Cartas Chilenas (8ª carta)

Tomás Antônio Gonzaga. Vila Rica ( 1786)


 

As "Cartas Chilenas" são um poema satírico de Tomás Antônio Gonzaga, que viria a ser um dos cabeças da Inconfidência Mineira. São treze cartas em versos, que teriam sido escritas por um tal de Critilo a seu amigo Doroteu, nas quais se critica os desmandos do Fanfarrão Minésio, governador da capitania do Chile. Trata-se apenas de um recurso de Gonzaga para driblar a censura da administração colonial. O verdadeiro alvo das críticas é Luís da Cunha Meneses, governador de Minas Gerais de 1783 a 1788.

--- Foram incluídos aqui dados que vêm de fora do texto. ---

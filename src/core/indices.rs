//! Spectral index catalog.
//!
//! Every index is a pure function of calibrated reflectance. Products that ship
//! a precomputed index band (ESPA `sr_ndvi`, `sr_nbr`, ...) are read through
//! [`SpectralIndex::precomputed_band`] by the scene reader instead.

use crate::core::masked::MaskedGrid;
use crate::core::sensor::SpectralBand;
use crate::types::{RangesatError, RangesatResult};
use serde::{Deserialize, Serialize};
use std::str::FromStr;

#[derive(Debug, Clone, Copy, PartialEq, Eq, Hash, Serialize, Deserialize)]
#[serde(try_from = "String", into = "String")]
pub enum SpectralIndex {
    Ndvi,
    Nbr,
    Nbr2,
    Evi,
    Savi,
    Msavi,
    Ndmi,
    TasseledCapGreenness,
    TasseledCapBrightness,
    TasseledCapWetness,
    Sr,
    Rdvi,
    Mtvii,
    Psri,
    Ci,
    Nci,
    Rci,
    Ndci,
    Satvi,
    Sf,
    Ndii7,
    Ndwi,
    Sti,
    SwirRatio,
}

impl SpectralIndex {
    pub const ALL: [SpectralIndex; 24] = [
        SpectralIndex::Ndvi,
        SpectralIndex::Nbr,
        SpectralIndex::Nbr2,
        SpectralIndex::Evi,
        SpectralIndex::Savi,
        SpectralIndex::Msavi,
        SpectralIndex::Ndmi,
        SpectralIndex::TasseledCapGreenness,
        SpectralIndex::TasseledCapBrightness,
        SpectralIndex::TasseledCapWetness,
        SpectralIndex::Sr,
        SpectralIndex::Rdvi,
        SpectralIndex::Mtvii,
        SpectralIndex::Psri,
        SpectralIndex::Ci,
        SpectralIndex::Nci,
        SpectralIndex::Rci,
        SpectralIndex::Ndci,
        SpectralIndex::Satvi,
        SpectralIndex::Sf,
        SpectralIndex::Ndii7,
        SpectralIndex::Ndwi,
        SpectralIndex::Sti,
        SpectralIndex::SwirRatio,
    ];

    pub fn name(&self) -> &'static str {
        match self {
            SpectralIndex::Ndvi => "ndvi",
            SpectralIndex::Nbr => "nbr",
            SpectralIndex::Nbr2 => "nbr2",
            SpectralIndex::Evi => "evi",
            SpectralIndex::Savi => "savi",
            SpectralIndex::Msavi => "msavi",
            SpectralIndex::Ndmi => "ndmi",
            SpectralIndex::TasseledCapGreenness => "tasseled_cap_greenness",
            SpectralIndex::TasseledCapBrightness => "tasseled_cap_brightness",
            SpectralIndex::TasseledCapWetness => "tasseled_cap_wetness",
            SpectralIndex::Sr => "sr",
            SpectralIndex::Rdvi => "rdvi",
            SpectralIndex::Mtvii => "mtvii",
            SpectralIndex::Psri => "psri",
            SpectralIndex::Ci => "ci",
            SpectralIndex::Nci => "nci",
            SpectralIndex::Rci => "rci",
            SpectralIndex::Ndci => "ndci",
            SpectralIndex::Satvi => "satvi",
            SpectralIndex::Sf => "sf",
            SpectralIndex::Ndii7 => "ndii7",
            SpectralIndex::Ndwi => "ndwi",
            SpectralIndex::Sti => "sti",
            SpectralIndex::SwirRatio => "swir_ratio",
        }
    }

    /// ESPA precomputed product band, if the index has one
    pub fn precomputed_band(&self) -> Option<&'static str> {
        match self {
            SpectralIndex::Ndvi => Some("sr_ndvi"),
            SpectralIndex::Nbr => Some("sr_nbr"),
            SpectralIndex::Nbr2 => Some("sr_nbr2"),
            SpectralIndex::Evi => Some("sr_evi"),
            SpectralIndex::Savi => Some("sr_savi"),
            SpectralIndex::Msavi => Some("sr_msavi"),
            SpectralIndex::Ndmi => Some("sr_ndmi"),
            _ => None,
        }
    }

    /// Normalized differences are bounded to [-1, 1]
    pub fn is_normalized(&self) -> bool {
        matches!(
            self,
            SpectralIndex::Ndvi
                | SpectralIndex::Nbr
                | SpectralIndex::Nbr2
                | SpectralIndex::Ndmi
                | SpectralIndex::Nci
                | SpectralIndex::Ndci
                | SpectralIndex::Ndii7
                | SpectralIndex::Ndwi
        )
    }

    pub fn required_bands(&self) -> &'static [SpectralBand] {
        use SpectralBand::*;
        match self {
            SpectralIndex::Ndvi | SpectralIndex::Sr | SpectralIndex::Rdvi | SpectralIndex::Savi
            | SpectralIndex::Msavi => &[Red, Nir],
            SpectralIndex::Nbr | SpectralIndex::Ndii7 | SpectralIndex::Sf => &[Nir, Swir2],
            SpectralIndex::Nbr2 | SpectralIndex::Sti | SpectralIndex::SwirRatio => &[Swir1, Swir2],
            SpectralIndex::Ndmi | SpectralIndex::Ndwi => &[Nir, Swir1],
            SpectralIndex::Evi => &[Blue, Red, Nir],
            SpectralIndex::TasseledCapGreenness
            | SpectralIndex::TasseledCapBrightness
            | SpectralIndex::TasseledCapWetness => &[Blue, Green, Red, Nir, Swir1, Swir2],
            SpectralIndex::Mtvii | SpectralIndex::Psri => &[Green, Red, Nir],
            SpectralIndex::Ci | SpectralIndex::Nci => &[Green, Swir1],
            SpectralIndex::Rci | SpectralIndex::Ndci => &[Red, Swir1],
            SpectralIndex::Satvi => &[Red, Swir1, Swir2],
        }
    }

    /// Evaluate the index from calibrated reflectance supplied by `reflectance`
    pub fn compute<F>(&self, mut reflectance: F) -> RangesatResult<MaskedGrid>
    where
        F: FnMut(SpectralBand) -> RangesatResult<MaskedGrid>,
    {
        use SpectralBand::*;
        let grid = match self {
            SpectralIndex::Ndvi => normalized_difference(&reflectance(Nir)?, &reflectance(Red)?),
            SpectralIndex::Nbr => normalized_difference(&reflectance(Nir)?, &reflectance(Swir2)?),
            SpectralIndex::Nbr2 => normalized_difference(&reflectance(Swir1)?, &reflectance(Swir2)?),
            SpectralIndex::Ndmi | SpectralIndex::Ndwi => {
                normalized_difference(&reflectance(Nir)?, &reflectance(Swir1)?)
            }
            SpectralIndex::Evi => {
                let (blue, red, nir) = (reflectance(Blue)?, reflectance(Red)?, reflectance(Nir)?);
                let denom = &(&(&nir + &(6.0 * &red)) - &(7.5 * &blue)) + 1.0;
                &(2.5 * &(&nir - &red)) / &denom
            }
            SpectralIndex::Savi => {
                let (red, nir) = (reflectance(Red)?, reflectance(Nir)?);
                &(1.5 * &(&nir - &red)) / &(&(&nir + &red) + 0.5)
            }
            SpectralIndex::Msavi => {
                let (red, nir) = (reflectance(Red)?, reflectance(Nir)?);
                let a = &(2.0 * &nir) + 1.0;
                let disc = &(&a * &a) - &(8.0 * &(&nir - &red));
                &(&a - &disc.sqrt()) / 2.0
            }
            SpectralIndex::TasseledCapGreenness => tasseled_cap(
                &mut reflectance,
                [-0.2941, -0.2430, -0.5424, 0.7276, 0.0713, -0.1608],
            )?,
            SpectralIndex::TasseledCapBrightness => tasseled_cap(
                &mut reflectance,
                [0.3029, 0.2786, 0.4733, 0.5599, 0.5080, 0.1872],
            )?,
            SpectralIndex::TasseledCapWetness => tasseled_cap(
                &mut reflectance,
                [0.1511, 0.1973, 0.3283, 0.3407, -0.7117, -0.4559],
            )?,
            SpectralIndex::Sr => &reflectance(Nir)? / &reflectance(Red)?,
            SpectralIndex::Rdvi => {
                let (red, nir) = (reflectance(Red)?, reflectance(Nir)?);
                &(&nir - &red) / &(&nir + &red).sqrt()
            }
            SpectralIndex::Mtvii => {
                let (green, red, nir) = (reflectance(Green)?, reflectance(Red)?, reflectance(Nir)?);
                let inner = &(1.2 * &(&nir - &green)) - &(2.5 * &(&red - &green));
                1.2 * &inner
            }
            SpectralIndex::Psri => {
                let (green, red, nir) = (reflectance(Green)?, reflectance(Red)?, reflectance(Nir)?);
                &(&red - &green) / &nir
            }
            SpectralIndex::Ci => &reflectance(Swir1)? - &reflectance(Green)?,
            SpectralIndex::Nci => normalized_difference(&reflectance(Swir1)?, &reflectance(Green)?),
            SpectralIndex::Rci => &reflectance(Swir1)? / &reflectance(Red)?,
            SpectralIndex::Ndci => normalized_difference(&reflectance(Swir1)?, &reflectance(Red)?),
            SpectralIndex::Satvi => {
                let (red, swir1, swir2) = (reflectance(Red)?, reflectance(Swir1)?, reflectance(Swir2)?);
                let soil = &(&(&swir1 - &red) / &(&(&swir1 + &red) + 0.5)) * 1.5;
                &soil - &(&swir2 / 2.0)
            }
            SpectralIndex::Sf => &reflectance(Swir2)? / &reflectance(Nir)?,
            SpectralIndex::Ndii7 => normalized_difference(&reflectance(Nir)?, &reflectance(Swir2)?),
            SpectralIndex::Sti => &reflectance(Swir1)? / &reflectance(Swir2)?,
            SpectralIndex::SwirRatio => &reflectance(Swir2)? / &reflectance(Swir1)?,
        };
        Ok(grid)
    }
}

fn normalized_difference(a: &MaskedGrid, b: &MaskedGrid) -> MaskedGrid {
    &(a - b) / &(a + b)
}

/// Linear combination of blue, green, red, nir, swir1, swir2
fn tasseled_cap<F>(reflectance: &mut F, coefficients: [f64; 6]) -> RangesatResult<MaskedGrid>
where
    F: FnMut(SpectralBand) -> RangesatResult<MaskedGrid>,
{
    use SpectralBand::*;
    let bands = [Blue, Green, Red, Nir, Swir1, Swir2];
    let mut acc: Option<MaskedGrid> = None;
    for (band, coefficient) in bands.iter().zip(coefficients) {
        let term = coefficient * &reflectance(*band)?;
        acc = Some(match acc {
            Some(sum) => &sum + &term,
            None => term,
        });
    }
    acc.ok_or_else(|| RangesatError::Processing("Tasseled cap without bands".to_string()))
}

impl FromStr for SpectralIndex {
    type Err = RangesatError;

    fn from_str(s: &str) -> Result<Self, Self::Err> {
        let key = s.trim().to_ascii_lowercase();
        let key = match key.as_str() {
            "mtvi1" => "mtvii",
            "greenness" => "tasseled_cap_greenness",
            "brightness" => "tasseled_cap_brightness",
            "wetness" => "tasseled_cap_wetness",
            other => other,
        };
        SpectralIndex::ALL
            .iter()
            .find(|idx| idx.name() == key)
            .copied()
            .ok_or_else(|| RangesatError::Configuration(format!("Unknown spectral index '{}'", s)))
    }
}

impl TryFrom<String> for SpectralIndex {
    type Error = RangesatError;

    fn try_from(value: String) -> Result<Self, Self::Error> {
        value.parse()
    }
}

impl From<SpectralIndex> for String {
    fn from(value: SpectralIndex) -> Self {
        value.name().to_string()
    }
}

impl std::fmt::Display for SpectralIndex {
    fn fmt(&self, f: &mut std::fmt::Formatter<'_>) -> std::fmt::Result {
        write!(f, "{}", self.name())
    }
}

A oitava carta denuncia que Meneses usava em benefício próprio o sistema de contratos - concessão que se fazia, trienalmente, a um particular para que ele efetuasse a cobrança dos impostos em nome da Coroa. Teoricamente, os contratos deveriam ser disputados em concorrências públicas, mas, como se vê, na Vila Rica do final do século XVIII, os governantes corruptos já conheciam os caminhos das pedras para driblar a lei, roubar os cofres públicos e encher as burras de dinheiro. Alguma semelhança com o nosso tempo?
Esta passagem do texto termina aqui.